With 16 KJ/g energy density (I still have to force myself to use the phrase correctly ), it's simply not true that chips which weigh in at 8 KJ/g have " nearly twice the energy density of pure thermite." Rather, their effective energy yield is about half of thermite's energy density.

 

[metamars]

[qimg]http://www.internationalskeptics.com/forums/imagehosting/1476449e7178ebe28d.bmp[/qimg]

It's not entirely clear, but look at the Y axis. The highest value quoted is less than 4000J/g, the figure for the energy density of thermite.

What is probably a minor point: that graph is for Al/MoO3. It's probably minor, since Al/MoO3 has about a 7% higher energy density than Al/Fe2O3 (determined by eyeballing Fig 1 in the Andrew Francis thesis.)

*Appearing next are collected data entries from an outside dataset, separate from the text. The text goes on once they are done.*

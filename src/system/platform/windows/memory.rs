use std::mem;

use windows_sys::Win32::System::ProcessStatus::{K32GetProcessMemoryInfo, PROCESS_MEMORY_COUNTERS};
use windows_sys::Win32::System::Threading::{PROCESS_QUERY_LIMITED_INFORMATION, PROCESS_VM_READ};

use super::handle::OwnedHandle;

pub(super) fn working_set(pid: u32) -> Option<u64> {
    let process =
        OwnedHandle::open_process(pid, PROCESS_QUERY_LIMITED_INFORMATION | PROCESS_VM_READ)?;

    let size = mem::size_of::<PROCESS_MEMORY_COUNTERS>() as u32;
    // SAFETY: PROCESS_MEMORY_COUNTERS is plain data; all-zero is a valid value.
    let mut counters: PROCESS_MEMORY_COUNTERS = unsafe { mem::zeroed() };
    counters.cb = size;

    // SAFETY: `counters` is writable and `size` bytes long.
    let ok = unsafe { K32GetProcessMemoryInfo(process.raw(), &mut counters, size) };
    (ok != 0).then_some(counters.WorkingSetSize as u64)
}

Clearly, the chips in Jones, et. al., if they are thermites, at all, are not composed of spherical nano-particles of Al, which is the only sort of Al particles hitherto known to myself (and, I suspect, to the scientists working on nano aluminothermics, in general). It's certainly the type of Al particles studies by Grainier.

I have speculated that the whole point of a platelet morphology is to allow both a higher effective energy ("practical energy density", if you will), as well as lower power (i.e., slowing down the reaction). While I have presented arguments to support my speculation, I don't stand by them as anything other than speculation, and hope that capable scientists will weigh in with at least their theoretical opinions, even if experimental confirmation, in the public domain, of this idea is a long way off.

I'm sure we all agree, though, that if there is a way to double and treble the effective energy content of nanothermite, that is highly desirable from a CD and weapons point of view.